**Work item:** Copy every line in the records below that contains the word "Signal".

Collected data
§ §

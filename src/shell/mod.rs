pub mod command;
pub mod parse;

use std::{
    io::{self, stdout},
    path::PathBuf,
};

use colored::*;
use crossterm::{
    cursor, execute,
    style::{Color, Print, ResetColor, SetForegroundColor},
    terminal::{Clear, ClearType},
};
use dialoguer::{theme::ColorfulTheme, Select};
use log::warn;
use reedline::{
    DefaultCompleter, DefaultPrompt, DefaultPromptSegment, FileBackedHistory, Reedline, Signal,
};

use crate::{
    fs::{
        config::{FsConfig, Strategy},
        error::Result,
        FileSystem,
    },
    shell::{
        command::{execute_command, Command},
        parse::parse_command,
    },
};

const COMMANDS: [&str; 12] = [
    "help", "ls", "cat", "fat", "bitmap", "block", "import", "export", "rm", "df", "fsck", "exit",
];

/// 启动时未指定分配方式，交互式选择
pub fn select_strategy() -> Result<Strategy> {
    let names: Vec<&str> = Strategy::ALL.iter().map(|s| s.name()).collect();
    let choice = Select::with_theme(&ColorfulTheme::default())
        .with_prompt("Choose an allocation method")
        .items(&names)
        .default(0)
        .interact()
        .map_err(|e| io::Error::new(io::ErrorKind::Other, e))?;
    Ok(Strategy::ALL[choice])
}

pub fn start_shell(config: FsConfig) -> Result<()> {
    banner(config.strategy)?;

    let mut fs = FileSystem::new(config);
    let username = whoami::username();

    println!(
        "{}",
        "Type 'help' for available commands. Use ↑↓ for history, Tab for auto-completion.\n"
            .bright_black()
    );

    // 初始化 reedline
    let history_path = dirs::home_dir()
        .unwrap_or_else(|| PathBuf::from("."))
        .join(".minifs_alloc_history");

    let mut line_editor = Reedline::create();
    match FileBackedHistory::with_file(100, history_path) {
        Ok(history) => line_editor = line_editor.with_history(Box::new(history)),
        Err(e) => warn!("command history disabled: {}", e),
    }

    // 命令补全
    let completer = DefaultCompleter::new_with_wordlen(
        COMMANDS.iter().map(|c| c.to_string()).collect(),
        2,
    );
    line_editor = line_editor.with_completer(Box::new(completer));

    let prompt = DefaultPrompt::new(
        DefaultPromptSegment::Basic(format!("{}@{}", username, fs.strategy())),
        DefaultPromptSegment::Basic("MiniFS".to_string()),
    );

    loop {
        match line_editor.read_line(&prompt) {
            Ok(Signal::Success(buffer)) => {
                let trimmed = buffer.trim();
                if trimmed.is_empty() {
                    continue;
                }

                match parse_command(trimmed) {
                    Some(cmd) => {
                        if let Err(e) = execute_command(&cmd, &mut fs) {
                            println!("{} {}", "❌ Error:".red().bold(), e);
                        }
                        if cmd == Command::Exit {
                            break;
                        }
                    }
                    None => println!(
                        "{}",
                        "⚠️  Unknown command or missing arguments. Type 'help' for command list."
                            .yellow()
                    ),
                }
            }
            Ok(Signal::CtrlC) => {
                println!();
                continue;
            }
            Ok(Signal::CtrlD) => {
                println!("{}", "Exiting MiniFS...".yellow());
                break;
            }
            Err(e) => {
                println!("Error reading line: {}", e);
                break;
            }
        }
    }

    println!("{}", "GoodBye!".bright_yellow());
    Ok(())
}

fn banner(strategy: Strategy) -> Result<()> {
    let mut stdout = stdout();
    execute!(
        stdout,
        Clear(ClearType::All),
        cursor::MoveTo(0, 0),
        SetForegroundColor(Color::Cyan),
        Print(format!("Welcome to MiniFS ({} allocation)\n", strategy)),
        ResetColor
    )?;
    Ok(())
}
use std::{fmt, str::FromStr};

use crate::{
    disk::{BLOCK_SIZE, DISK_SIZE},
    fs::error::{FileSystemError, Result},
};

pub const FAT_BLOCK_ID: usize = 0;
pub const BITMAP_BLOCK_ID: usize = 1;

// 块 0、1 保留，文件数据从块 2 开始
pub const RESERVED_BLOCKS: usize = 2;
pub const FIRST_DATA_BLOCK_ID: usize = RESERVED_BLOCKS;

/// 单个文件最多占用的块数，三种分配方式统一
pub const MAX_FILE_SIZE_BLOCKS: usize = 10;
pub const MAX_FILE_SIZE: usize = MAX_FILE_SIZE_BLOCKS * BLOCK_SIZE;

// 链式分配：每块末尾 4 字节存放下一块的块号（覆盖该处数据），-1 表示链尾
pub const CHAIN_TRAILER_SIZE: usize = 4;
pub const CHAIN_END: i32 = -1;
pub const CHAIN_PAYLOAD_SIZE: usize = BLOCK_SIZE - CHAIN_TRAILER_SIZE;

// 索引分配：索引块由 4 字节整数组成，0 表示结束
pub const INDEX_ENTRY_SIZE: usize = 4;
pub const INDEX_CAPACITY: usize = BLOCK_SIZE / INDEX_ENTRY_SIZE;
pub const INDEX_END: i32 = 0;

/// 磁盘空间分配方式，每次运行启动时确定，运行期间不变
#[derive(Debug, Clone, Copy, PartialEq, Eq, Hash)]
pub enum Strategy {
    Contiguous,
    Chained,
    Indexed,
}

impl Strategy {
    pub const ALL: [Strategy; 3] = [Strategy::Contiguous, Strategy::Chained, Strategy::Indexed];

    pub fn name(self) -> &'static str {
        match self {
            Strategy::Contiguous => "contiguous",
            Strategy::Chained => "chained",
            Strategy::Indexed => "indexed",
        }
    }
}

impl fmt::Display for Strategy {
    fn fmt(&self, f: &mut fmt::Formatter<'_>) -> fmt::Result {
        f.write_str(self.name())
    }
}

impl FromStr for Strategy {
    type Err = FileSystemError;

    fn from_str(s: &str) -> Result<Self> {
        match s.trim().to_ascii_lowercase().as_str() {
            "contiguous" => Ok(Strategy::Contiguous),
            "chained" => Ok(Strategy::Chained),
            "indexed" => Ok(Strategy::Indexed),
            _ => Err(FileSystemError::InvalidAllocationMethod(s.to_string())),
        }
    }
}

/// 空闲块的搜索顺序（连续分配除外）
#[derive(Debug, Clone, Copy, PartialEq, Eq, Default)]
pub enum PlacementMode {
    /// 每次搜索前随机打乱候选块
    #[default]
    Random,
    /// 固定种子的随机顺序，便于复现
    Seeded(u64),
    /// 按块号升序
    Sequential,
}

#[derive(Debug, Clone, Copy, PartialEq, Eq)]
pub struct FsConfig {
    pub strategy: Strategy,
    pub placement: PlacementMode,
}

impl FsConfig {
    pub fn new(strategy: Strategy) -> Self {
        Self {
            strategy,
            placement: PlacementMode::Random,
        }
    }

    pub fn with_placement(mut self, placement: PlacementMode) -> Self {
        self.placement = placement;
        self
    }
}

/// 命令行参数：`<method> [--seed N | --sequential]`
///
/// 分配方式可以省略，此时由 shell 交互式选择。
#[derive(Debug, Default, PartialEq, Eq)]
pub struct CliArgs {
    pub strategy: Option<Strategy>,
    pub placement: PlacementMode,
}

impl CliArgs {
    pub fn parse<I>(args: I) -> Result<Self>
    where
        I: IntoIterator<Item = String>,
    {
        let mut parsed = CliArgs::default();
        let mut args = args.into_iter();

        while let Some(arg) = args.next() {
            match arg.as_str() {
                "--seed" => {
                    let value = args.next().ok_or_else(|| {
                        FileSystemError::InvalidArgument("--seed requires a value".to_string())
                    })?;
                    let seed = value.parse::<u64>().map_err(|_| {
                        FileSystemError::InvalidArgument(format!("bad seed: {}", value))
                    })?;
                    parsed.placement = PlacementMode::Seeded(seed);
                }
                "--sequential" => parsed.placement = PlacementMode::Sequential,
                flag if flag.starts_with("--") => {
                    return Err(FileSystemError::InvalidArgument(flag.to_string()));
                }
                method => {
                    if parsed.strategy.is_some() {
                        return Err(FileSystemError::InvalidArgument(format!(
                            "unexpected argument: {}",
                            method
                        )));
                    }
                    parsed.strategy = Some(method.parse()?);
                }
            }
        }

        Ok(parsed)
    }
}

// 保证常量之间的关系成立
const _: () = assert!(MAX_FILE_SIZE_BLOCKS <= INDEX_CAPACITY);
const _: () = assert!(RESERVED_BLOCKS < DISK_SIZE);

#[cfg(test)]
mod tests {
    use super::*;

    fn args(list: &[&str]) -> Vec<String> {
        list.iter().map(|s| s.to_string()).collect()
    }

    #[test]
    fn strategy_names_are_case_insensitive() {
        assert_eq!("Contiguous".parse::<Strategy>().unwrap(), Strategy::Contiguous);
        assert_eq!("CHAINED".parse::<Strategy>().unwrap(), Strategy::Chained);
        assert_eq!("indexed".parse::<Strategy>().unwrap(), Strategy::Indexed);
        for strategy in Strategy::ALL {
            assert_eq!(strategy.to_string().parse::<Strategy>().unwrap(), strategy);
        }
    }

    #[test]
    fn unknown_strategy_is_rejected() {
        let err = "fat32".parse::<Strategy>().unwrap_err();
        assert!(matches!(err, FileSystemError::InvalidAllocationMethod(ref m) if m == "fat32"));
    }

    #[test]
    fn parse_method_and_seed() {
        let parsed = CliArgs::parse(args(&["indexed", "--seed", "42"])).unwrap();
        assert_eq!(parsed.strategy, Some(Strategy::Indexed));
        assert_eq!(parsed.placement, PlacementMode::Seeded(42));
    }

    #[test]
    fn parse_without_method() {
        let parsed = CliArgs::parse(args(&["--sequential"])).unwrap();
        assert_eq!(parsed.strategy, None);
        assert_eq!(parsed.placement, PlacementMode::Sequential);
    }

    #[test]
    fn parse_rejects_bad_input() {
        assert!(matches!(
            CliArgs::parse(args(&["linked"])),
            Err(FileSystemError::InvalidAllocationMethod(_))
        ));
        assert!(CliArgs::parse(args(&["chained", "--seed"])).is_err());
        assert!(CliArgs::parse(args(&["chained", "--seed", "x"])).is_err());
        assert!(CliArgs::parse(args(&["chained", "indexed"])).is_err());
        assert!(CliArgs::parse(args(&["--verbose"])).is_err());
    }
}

§ §

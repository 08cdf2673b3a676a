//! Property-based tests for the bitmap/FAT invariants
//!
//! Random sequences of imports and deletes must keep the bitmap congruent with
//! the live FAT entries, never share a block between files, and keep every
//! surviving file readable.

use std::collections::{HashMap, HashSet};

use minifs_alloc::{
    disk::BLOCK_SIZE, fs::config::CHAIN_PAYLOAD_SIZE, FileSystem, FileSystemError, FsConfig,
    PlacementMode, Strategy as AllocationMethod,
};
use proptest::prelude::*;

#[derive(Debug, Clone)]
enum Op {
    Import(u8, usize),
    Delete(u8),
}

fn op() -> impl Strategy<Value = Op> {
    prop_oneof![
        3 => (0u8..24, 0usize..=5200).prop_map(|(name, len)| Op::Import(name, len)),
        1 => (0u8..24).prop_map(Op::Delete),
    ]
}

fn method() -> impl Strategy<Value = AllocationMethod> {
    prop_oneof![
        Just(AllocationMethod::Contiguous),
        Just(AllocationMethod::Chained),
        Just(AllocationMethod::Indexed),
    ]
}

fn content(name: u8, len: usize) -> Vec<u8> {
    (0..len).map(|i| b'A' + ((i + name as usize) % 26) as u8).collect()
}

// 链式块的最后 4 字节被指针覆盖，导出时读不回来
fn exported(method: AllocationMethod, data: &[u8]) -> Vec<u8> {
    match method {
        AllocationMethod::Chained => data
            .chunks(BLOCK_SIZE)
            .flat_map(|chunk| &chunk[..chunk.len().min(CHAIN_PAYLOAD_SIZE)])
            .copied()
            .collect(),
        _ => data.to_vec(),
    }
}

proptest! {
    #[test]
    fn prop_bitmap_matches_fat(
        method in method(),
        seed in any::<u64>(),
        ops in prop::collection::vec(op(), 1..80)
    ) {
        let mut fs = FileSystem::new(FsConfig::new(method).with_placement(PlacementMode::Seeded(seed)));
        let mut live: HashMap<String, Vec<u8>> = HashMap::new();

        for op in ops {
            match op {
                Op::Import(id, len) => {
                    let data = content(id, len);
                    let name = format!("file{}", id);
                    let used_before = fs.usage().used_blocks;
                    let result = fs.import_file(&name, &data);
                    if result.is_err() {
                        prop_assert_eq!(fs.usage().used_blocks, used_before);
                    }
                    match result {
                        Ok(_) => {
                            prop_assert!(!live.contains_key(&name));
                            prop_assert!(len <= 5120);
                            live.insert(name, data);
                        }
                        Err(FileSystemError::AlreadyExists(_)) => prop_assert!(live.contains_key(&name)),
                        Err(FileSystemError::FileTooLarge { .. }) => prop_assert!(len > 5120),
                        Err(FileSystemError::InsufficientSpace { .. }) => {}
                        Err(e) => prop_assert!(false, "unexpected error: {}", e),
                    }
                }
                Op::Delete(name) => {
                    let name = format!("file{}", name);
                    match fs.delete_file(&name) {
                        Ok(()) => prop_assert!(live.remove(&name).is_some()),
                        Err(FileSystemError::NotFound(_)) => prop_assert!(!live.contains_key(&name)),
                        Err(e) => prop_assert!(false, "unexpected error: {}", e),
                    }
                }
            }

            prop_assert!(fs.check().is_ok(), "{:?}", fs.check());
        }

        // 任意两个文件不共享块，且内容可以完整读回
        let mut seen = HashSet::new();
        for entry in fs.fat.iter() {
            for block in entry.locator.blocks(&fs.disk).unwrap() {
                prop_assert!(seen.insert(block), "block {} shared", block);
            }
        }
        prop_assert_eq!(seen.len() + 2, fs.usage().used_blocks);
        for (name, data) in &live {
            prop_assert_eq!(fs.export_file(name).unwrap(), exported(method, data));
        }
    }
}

§ §

**Expected answer:**
    DefaultCompleter, DefaultPrompt, DefaultPromptSegment, FileBackedHistory, Reedline, Signal,
            Ok(Signal::Success(buffer)) => {
            Ok(Signal::CtrlC) => {
            Ok(Signal::CtrlD) => {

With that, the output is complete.